━━━━━ The records ━━━━━

//! End-to-end consumer scenarios: relation events in, sidecar calls out.
//!
//! The promtail archive is served by a local mockito server and the sidecar
//! is a `StubContainer`, so every test runs offline.

use std::sync::Arc;

use log_proxy::config::ProxySettings;
use log_proxy::error::{Error, ProvisionError};
use log_proxy::membership::ConsumerRegistry;
use log_proxy::promtail::{LogFileSet, PromtailConfig};
use log_proxy::relation::RelationEvent;
use log_proxy::sidecar::{Container, SidecarState};
use log_proxy::testing::{
    ContainerCall, MemoryStateStore, StubContainer, promtail_zip, sha256_hex,
};
use log_proxy::{LogProxyConsumer, Topology};

const PUSH_API: &str = "http://10.0.0.5:3100/loki/api/v1/push";
const BINARY: &[u8] = b"\x7fELF promtail v2.4.1";

struct Fixture {
    consumer: LogProxyConsumer,
    container: Arc<StubContainer>,
    store: Arc<MemoryStateStore>,
    _staging: tempfile::TempDir,
}

fn fixture(expected_sha256: String) -> Fixture {
    let staging = tempfile::tempdir().expect("tempdir");
    let settings = ProxySettings {
        binary_sha256: expected_sha256,
        staging_dir: staging.path().to_path_buf(),
        archive_path: staging.path().join("promtail-linux-amd64.zip"),
        ..Default::default()
    };
    let container = Arc::new(StubContainer::new("workload"));
    let store = Arc::new(MemoryStateStore::default());

    let consumer = LogProxyConsumer::new(
        settings,
        Topology::new("lma", "2b3f1c9e-0000-4000-8000-000000000000", "mysql"),
        LogFileSet::new(["/var/log/mysql/error.log"]),
        &[container.clone() as Arc<dyn Container>],
        store.clone(),
    )
    .expect("consumer");

    Fixture {
        consumer,
        container,
        store,
        _staging: staging,
    }
}

fn changed_data(binary_url: &str) -> String {
    format!(r#"{{"promtail_binary_zip_url": "{binary_url}", "loki_push_api": "{PUSH_API}"}}"#)
}

fn pushed_config(container: &StubContainer) -> PromtailConfig {
    let raw = container
        .file("/tmp/promtail_config.yml")
        .expect("config pushed");
    PromtailConfig::from_yaml(&String::from_utf8(raw).expect("utf8")).expect("valid yaml")
}

#[tokio::test]
async fn relation_changed_provisions_configures_and_restarts() {
    let archive = promtail_zip("promtail-linux-amd64", BINARY);
    let mut server = mockito::Server::new_async().await;
    let download = server
        .mock("GET", "/promtail-linux-amd64.zip")
        .with_status(200)
        .with_body(&archive)
        .expect(1)
        .create_async()
        .await;

    let mut fx = fixture(sha256_hex(&archive));
    fx.consumer
        .handle(RelationEvent::Created)
        .await
        .expect("created");

    let url = format!("{}/promtail-linux-amd64.zip", server.url());
    let event = RelationEvent::changed("grafana-agent/0", Some(&changed_data(&url))).unwrap();
    let state = fx.consumer.handle(event).await.expect("changed");

    download.assert_async().await;
    assert_eq!(state, SidecarState::Running { clients: 1 });

    // Binary installed executable.
    assert_eq!(
        fx.container.file("/tmp/promtail-linux-amd64"),
        Some(BINARY.to_vec())
    );
    assert_eq!(fx.container.mode("/tmp/promtail-linux-amd64"), Some(0o755));

    // Exactly one client.
    assert_eq!(pushed_config(&fx.container).client_urls(), vec![PUSH_API]);

    // Membership recorded and persisted.
    assert_eq!(
        fx.consumer.registry().lookup("grafana-agent/0").unwrap(),
        PUSH_API
    );
    let restored = ConsumerRegistry::restore(fx.store.as_ref()).unwrap();
    assert_eq!(restored.len(), 1);

    // Layer declared, then workload and promtail restarted.
    let calls = fx.container.calls();
    let restarts: Vec<&ContainerCall> = calls
        .iter()
        .filter(|call| matches!(call, ContainerCall::Restart(_)))
        .collect();
    assert_eq!(
        restarts,
        vec![
            &ContainerCall::Restart(vec!["workload".to_string()]),
            &ContainerCall::Restart(vec!["promtail".to_string()]),
        ]
    );
    assert!(
        calls
            .iter()
            .any(|call| matches!(call, ContainerCall::AddLayer { combine: true, .. }))
    );
}

#[tokio::test]
async fn digest_mismatch_aborts_before_config_and_restart() {
    let archive = promtail_zip("promtail-linux-amd64", b"tampered");
    let mut server = mockito::Server::new_async().await;
    let _download = server
        .mock("GET", "/promtail-linux-amd64.zip")
        .with_status(200)
        .with_body(&archive)
        .create_async()
        .await;

    let mut fx = fixture(sha256_hex(BINARY));
    fx.consumer
        .handle(RelationEvent::Created)
        .await
        .expect("created");
    let calls_before = fx.container.calls();

    let url = format!("{}/promtail-linux-amd64.zip", server.url());
    let event = RelationEvent::changed("grafana-agent/0", Some(&changed_data(&url))).unwrap();
    let err = fx.consumer.handle(event).await.unwrap_err();

    assert!(matches!(
        err,
        Error::Provision(ProvisionError::DigestMismatch { .. })
    ));
    assert_eq!(fx.container.calls(), calls_before);
    assert!(fx.container.file("/tmp/promtail-linux-amd64").is_none());
    assert!(pushed_config(&fx.container).clients.is_none());
    assert!(fx.consumer.registry().is_empty());
    assert_eq!(fx.consumer.state(), SidecarState::Configured);
}

#[tokio::test]
async fn redelivered_event_reuses_installed_binary() {
    let archive = promtail_zip("promtail-linux-amd64", BINARY);
    let mut server = mockito::Server::new_async().await;
    let download = server
        .mock("GET", "/promtail-linux-amd64.zip")
        .with_status(200)
        .with_body(&archive)
        .expect(1)
        .create_async()
        .await;

    let mut fx = fixture(sha256_hex(&archive));
    fx.consumer
        .handle(RelationEvent::Created)
        .await
        .expect("created");

    let url = format!("{}/promtail-linux-amd64.zip", server.url());
    for _ in 0..2 {
        let event = RelationEvent::changed("grafana-agent/0", Some(&changed_data(&url))).unwrap();
        fx.consumer.handle(event).await.expect("changed");
    }

    // Downloaded once; the second event hit the fast path.
    download.assert_async().await;
    // The client list does not deduplicate, the registry does.
    assert_eq!(
        pushed_config(&fx.container).client_urls(),
        vec![PUSH_API, PUSH_API]
    );
    assert_eq!(fx.consumer.registry().len(), 1);
}

#[tokio::test]
async fn sole_consumer_departure_stops_promtail() {
    let mut fx = fixture(sha256_hex(BINARY));
    fx.container.put_file("/tmp/promtail-linux-amd64", BINARY.to_vec());
    fx.consumer
        .handle(RelationEvent::Created)
        .await
        .expect("created");
    let event =
        RelationEvent::changed("grafana-agent/0", Some(&changed_data("http://unused/p.zip")))
            .unwrap();
    fx.consumer.handle(event).await.expect("changed");

    let state = fx
        .consumer
        .handle(RelationEvent::departed("grafana-agent/0"))
        .await
        .expect("departed");

    assert_eq!(state, SidecarState::Stopped);
    assert!(pushed_config(&fx.container).client_urls().is_empty());
    assert!(fx.consumer.registry().is_empty());

    let calls = fx.container.calls();
    assert_eq!(
        calls.last(),
        Some(&ContainerCall::Stop(vec!["promtail".to_string()]))
    );
    // No restart after the departure.
    let departure_calls = &calls[calls
        .iter()
        .rposition(|call| matches!(call, ContainerCall::Push { .. }))
        .unwrap()..];
    assert!(
        !departure_calls
            .iter()
            .any(|call| matches!(call, ContainerCall::Restart(_)))
    );
}

#[tokio::test]
async fn restart_failure_propagates_after_config_write() {
    let mut fx = fixture(sha256_hex(BINARY));
    fx.container.put_file("/tmp/promtail-linux-amd64", BINARY.to_vec());
    fx.consumer
        .handle(RelationEvent::Created)
        .await
        .expect("created");
    fx.container.set_fail_restart(true);

    let event =
        RelationEvent::changed("grafana-agent/0", Some(&changed_data("http://unused/p.zip")))
            .unwrap();
    let err = fx.consumer.handle(event).await.unwrap_err();

    assert!(matches!(err, Error::Container(_)));
    assert_eq!(pushed_config(&fx.container).client_urls(), vec![PUSH_API]);
    assert_eq!(fx.consumer.state(), SidecarState::Configured);
}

━━━━━

* _Work item_:
Answer with one number only: how many lines above contain the word "LogFileSet".

* _Solved exercise_:
2